Doch Forscher von der britischen University of Cambridge und dem Museum der Terrakotta-Armee in China kamen nun zu dem Ergebnis: Die Theorie vom ersten Rostschutzmittel stimmt wohl nicht. Nach ihrer Studie, die sie im Fachmagazin "Scientific Reports" veröffentlicht haben, stammen die Chromspuren aus einer anderen Quelle.
Das Metall findet sich demnach in einem Lack, er diente vermutlich als eine Art Grundierung, bevor die Figuren bunt bepinselt wurden. "Die Terrakotta-Krieger und die meisten organischen Materialien des Mausoleums wurden mit Schutzlacken überzogen, bevor man sie mit Pigmenten bemalte. Aber interessanterweise nicht die Bronzewaffen", sagt Marcos Martinón-Torres, der Hauptautor der Studie.
Die Forscher hatten sich für ihre Untersuchung mehr als 464 Bronzewaffen angeschaut und deren Metalloberflächen per Röntgenfluoreszenzanalyse untersucht. Mit dieser Methode, für die inzwischen leichte, tragbare Geräte verwendet werden können, lassen sich chemische Elemente nachweisen.
Nur an 37 Klingen fanden die Forscher Chromspuren. Das reiche nicht aus, um die Theorie vom genialen Rostschutz aufrecht zu erhalten, schreiben die Wissenschaftler. Zudem scheint sich das Chrom nicht positiv auf den Erhaltungszustand ausgewirkt zu haben. Denn auch einige Klingen, an denen kein Chrom nachgewiesen wurde, sind hervorragend erhalten.

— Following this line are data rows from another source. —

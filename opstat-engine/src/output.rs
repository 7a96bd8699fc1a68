//! Output backends for emitting reports.

use std::io;
use std::path::{Path, PathBuf};
use std::time::{Duration, SystemTime};

use opstat_types::Report;
use tokio::io::AsyncWriteExt;

use crate::config::{LogLevel, SinkConfig};
use crate::error::Result;

/// Output destination for reports.
///
/// Configure where the aggregator writes each interval's report. Outputs are
/// written one after another inside the aggregator task, so a slow output
/// delays ingestion until it finishes.
#[derive(Debug)]
pub enum Output {
    /// Append the text report to a rotating log file.
    LogFile(RollingFile),

    /// Write the structured report as pretty JSON.
    ///
    /// The file is overwritten with each report.
    Json(PathBuf),

    /// Emit each text line as a `tracing` event on target `opstat::report`.
    Tracing,

    /// Send structured reports through a channel.
    ///
    /// Use `Output::channel()` to create this variant and get the receiver.
    Channel(tokio::sync::mpsc::Sender<Report>),
}

impl Output {
    /// Create a rotating log file output.
    ///
    /// # Example
    ///
    /// ```rust
    /// use opstat_engine::{Output, SinkConfig};
    ///
    /// let output = Output::log_file(SinkConfig::new("/tmp", "svc", "stat.log").max_lines(10_000));
    /// ```
    pub fn log_file(config: SinkConfig) -> Self {
        Output::LogFile(RollingFile::new(config))
    }

    /// Create a JSON file output.
    pub fn json(path: impl Into<PathBuf>) -> Self {
        Output::Json(path.into())
    }

    pub fn tracing() -> Self {
        Output::Tracing
    }

    /// Create a channel output and return both the output and receiver.
    ///
    /// # Example
    ///
    /// ```rust
    /// use opstat_engine::Output;
    ///
    /// let (output, mut rx) = Output::channel(16);
    ///
    /// // Later, receive reports
    /// // while let Some(report) = rx.recv().await {
    /// //     println!("{} operations", report.operations.len());
    /// // }
    /// ```
    pub fn channel(buffer: usize) -> (Self, tokio::sync::mpsc::Receiver<Report>) {
        let (tx, rx) = tokio::sync::mpsc::channel(buffer);
        (Output::Channel(tx), rx)
    }

    /// Emit a report to this output.
    pub(crate) async fn emit(&mut self, report: &Report, text: &str) -> Result<()> {
        match self {
            Output::LogFile(file) => file.write(text).await?,
            Output::Json(path) => {
                let json = serde_json::to_string_pretty(report).map_err(io::Error::from)?;
                tokio::fs::write(path, json).await?;
            }
            Output::Tracing => {
                for line in text.lines() {
                    tracing::info!(target: "opstat::report", "{}", line);
                }
            }
            Output::Channel(tx) => {
                // Best effort send (don't block if channel is full)
                let _ = tx.try_send(report.clone());
            }
        }
        Ok(())
    }
}

/// Log file that rotates by line count and size and prunes old rotations.
///
/// Rotated files are renamed to `<file>.<YYYY-MM-DD>.<NNN>`.
#[derive(Debug)]
pub struct RollingFile {
    config: SinkConfig,
    path: PathBuf,
    lines: u64,
    size: u64,
    opened: bool,
}

impl RollingFile {
    pub fn new(config: SinkConfig) -> Self {
        let path = config.file_path();
        Self {
            config,
            path,
            lines: 0,
            size: 0,
            opened: false,
        }
    }

    /// Path of the active file.
    pub fn path(&self) -> &Path {
        &self.path
    }

    /// Append `text`, rotating first if it would push the file over a limit.
    ///
    /// Reports are informational; nothing is written when the configured
    /// level filters out `info`.
    pub async fn write(&mut self, text: &str) -> io::Result<()> {
        if !self.config.level.permits(LogLevel::Info) {
            return Ok(());
        }

        if !self.opened {
            self.open_existing().await?;
        }

        let add_lines = text.matches('\n').count() as u64;
        let add_size = text.len() as u64;
        if self.would_overflow(add_lines, add_size) {
            self.rotate().await?;
        }

        let mut file = tokio::fs::OpenOptions::new()
            .create(true)
            .append(true)
            .open(&self.path)
            .await?;
        file.write_all(text.as_bytes()).await?;
        file.flush().await?;

        self.lines += add_lines;
        self.size += add_size;
        Ok(())
    }

    /// Pick up the size and line count of a file left by a previous run.
    async fn open_existing(&mut self) -> io::Result<()> {
        tokio::fs::create_dir_all(&self.config.dir).await?;
        match tokio::fs::read(&self.path).await {
            Ok(content) => {
                self.size = content.len() as u64;
                self.lines = content.iter().filter(|&&b| b == b'\n').count() as u64;
            }
            Err(e) if e.kind() == io::ErrorKind::NotFound => {}
            Err(e) => return Err(e),
        }
        self.opened = true;
        Ok(())
    }

    fn would_overflow(&self, add_lines: u64, add_size: u64) -> bool {
        if self.lines == 0 && self.size == 0 {
            return false;
        }
        let max_lines = self.config.max_lines;
        let max_size = self.config.max_size;
        (max_lines > 0 && self.lines + add_lines > max_lines)
            || (max_size > 0 && self.size + add_size > max_size)
    }

    async fn rotate(&mut self) -> io::Result<()> {
        let date = chrono::Local::now().format("%Y-%m-%d").to_string();
        let mut seq = 1u32;
        let target = loop {
            let candidate = rotated_name(&self.path, &date, seq);
            if !tokio::fs::try_exists(&candidate).await? {
                break candidate;
            }
            seq += 1;
        };

        tokio::fs::rename(&self.path, &target).await?;
        tracing::debug!(from = %self.path.display(), to = %target.display(), "rotated report log");
        self.lines = 0;
        self.size = 0;

        if self.config.max_days > 0 {
            self.prune().await?;
        }
        Ok(())
    }

    /// Delete rotated files older than `max_days`.
    async fn prune(&self) -> io::Result<()> {
        let Some(active) = self.path.file_name().and_then(|n| n.to_str()) else {
            return Ok(());
        };
        let prefix = format!("{active}.");
        let max_age = Duration::from_secs(self.config.max_days.saturating_mul(24 * 60 * 60));
        let now = SystemTime::now();

        let mut entries = tokio::fs::read_dir(&self.config.dir).await?;
        while let Some(entry) = entries.next_entry().await? {
            let name = entry.file_name();
            let Some(name) = name.to_str() else {
                continue;
            };
            if !name.starts_with(&prefix) {
                continue;
            }
            let modified = entry.metadata().await?.modified()?;
            let expired = now
                .duration_since(modified)
                .map(|age| age > max_age)
                .unwrap_or(false);
            if expired {
                tracing::debug!(file = %name, "removing expired report log");
                tokio::fs::remove_file(entry.path()).await?;
            }
        }
        Ok(())
    }
}

fn rotated_name(path: &Path, date: &str, seq: u32) -> PathBuf {
    let mut name = path.as_os_str().to_os_string();
    name.push(format!(".{date}.{seq:03}"));
    PathBuf::from(name)
}

#[cfg(test)]
mod tests {
    use super::*;
    use crate::layout::ReportLayout;
    use crate::render::{build_report, render_text};
    use crate::state::StatState;
    use tempfile::TempDir;

    fn empty_report() -> Report {
        build_report(&StatState::default(), &ReportLayout::standard(), 60, 0)
    }

    fn rotated_files(dir: &Path) -> Vec<String> {
        let mut names: Vec<String> = std::fs::read_dir(dir)
            .unwrap()
            .map(|e| e.unwrap().file_name().to_string_lossy().into_owned())
            .filter(|n| n.contains(".log."))
            .collect();
        names.sort();
        names
    }

    #[tokio::test]
    async fn log_file_appends_reports() {
        let dir = TempDir::new().unwrap();
        let mut output = Output::log_file(SinkConfig::new(dir.path(), "svc", "stat.log"));
        let report = empty_report();
        let text = render_text(&report);

        output.emit(&report, &text).await.unwrap();
        output.emit(&report, &text).await.unwrap();

        let written = std::fs::read_to_string(dir.path().join("svc_stat.log")).unwrap();
        assert_eq!(written.matches("Head Information").count(), 2);
        assert!(rotated_files(dir.path()).is_empty());
    }

    #[tokio::test]
    async fn log_file_rotates_on_line_limit() {
        let dir = TempDir::new().unwrap();
        let config = SinkConfig::new(dir.path(), "svc", "stat.log").max_lines(3);
        let mut file = RollingFile::new(config);

        file.write("one\ntwo\n").await.unwrap();
        file.write("three\nfour\n").await.unwrap();
        file.write("five\n").await.unwrap();

        let active = std::fs::read_to_string(file.path()).unwrap();
        assert_eq!(active, "three\nfour\nfive\n");

        let rotated = rotated_files(dir.path());
        assert_eq!(rotated.len(), 1);
        assert!(rotated[0].ends_with(".001"));
        let old = std::fs::read_to_string(dir.path().join(&rotated[0])).unwrap();
        assert_eq!(old, "one\ntwo\n");
    }

    #[tokio::test]
    async fn log_file_rotates_on_size_limit() {
        let dir = TempDir::new().unwrap();
        let config = SinkConfig::new(dir.path(), "", "stat.log").max_size(10);
        let mut file = RollingFile::new(config);

        file.write("0123456789\n").await.unwrap();
        file.write("abc\n").await.unwrap();
        file.write("def\n").await.unwrap();

        assert_eq!(std::fs::read_to_string(file.path()).unwrap(), "abc\ndef\n");
        assert_eq!(rotated_files(dir.path()).len(), 1);
    }

    #[tokio::test]
    async fn huge_retention_keeps_rotated_files() {
        let dir = TempDir::new().unwrap();
        let config = SinkConfig::new(dir.path(), "svc", "stat.log")
            .max_lines(1)
            .max_days(u64::MAX);
        let mut file = RollingFile::new(config);

        file.write("one\n").await.unwrap();
        file.write("two\n").await.unwrap();
        file.write("three\n").await.unwrap();

        assert_eq!(std::fs::read_to_string(file.path()).unwrap(), "three\n");
        assert_eq!(rotated_files(dir.path()).len(), 2);
    }

    #[tokio::test]
    async fn unwritable_json_path_is_an_io_error() {
        let dir = TempDir::new().unwrap();
        let mut output = Output::json(dir.path().join("missing").join("last.json"));

        let result = output.emit(&empty_report(), "").await;
        assert!(matches!(result, Err(crate::error::Error::Io(_))));
    }

    #[tokio::test]
    async fn strict_level_suppresses_reports() {
        let dir = TempDir::new().unwrap();
        let config = SinkConfig::new(dir.path(), "svc", "stat.log").level(LogLevel::Warn);
        let mut file = RollingFile::new(config);

        file.write("report\n").await.unwrap();
        assert!(!file.path().exists());
    }

    #[tokio::test]
    async fn json_output_overwrites_with_latest_report() {
        let dir = TempDir::new().unwrap();
        let path = dir.path().join("last.json");
        let mut output = Output::json(&path);

        let mut report = empty_report();
        output.emit(&report, "").await.unwrap();
        report.interval_secs = 5;
        output.emit(&report, "").await.unwrap();

        let parsed: Report =
            serde_json::from_str(&std::fs::read_to_string(&path).unwrap()).unwrap();
        assert_eq!(parsed, report);
    }

    #[tokio::test]
    async fn channel_output_drops_when_full() {
        let (mut output, mut rx) = Output::channel(1);
        let report = empty_report();

        output.emit(&report, "").await.unwrap();
        output.emit(&report, "").await.unwrap();

        assert!(rx.try_recv().is_ok());
        assert!(rx.try_recv().is_err());
    }
}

Das Team vermutet, dass die Chromspuren auf den Klingen schlicht durch Kontamination entstanden sind. Das Metall stamme aus dem Lack, mit dem auch die hölzernen Griffe oder Scheiden der Schwerter bemalt waren. Chromspuren fanden sich häufiger dort, wo die Bronze mit dem Holz in Kontakt gekommen war. Aus dem Boden stamme das Chrom zumindest nicht, sind sich die Forscher sicher.
Warum aber sind die Klingen aus dem Kaisergrab so gut erhalten, wenn nicht das Chrom verantwortlich ist?
Auch dazu liefern die Forscher eine Erklärung. Demnach könnte der hohe Zinnanteil in der Bronze eine Rolle spielen. Für die Legierung benötigt man neben Zinn noch Kupfer. Studien hätten gezeigt, dass sich Bronze mit einem höheren Zinngehalt besser erhalte, da Zinn schützende Oberflächenschichten begünstige.
Eine andere Erklärung sei vermutlich das Grab selbst. Bodenproben hatten gezeigt, dass die Erde hier einen günstigen pH-Gehalt aufweise. Im Bereich der Terrakotta-Armee wurden pH-Werte zwischen 8,1 und 8,5 gemessen. Zudem hätte das dichte Sediment im Erdreich für geringe Durchlüftung gesorgt. Somit können die Waffen der Krieger ihrem Kaiser auch im Jenseits noch gute Dienste erweisen.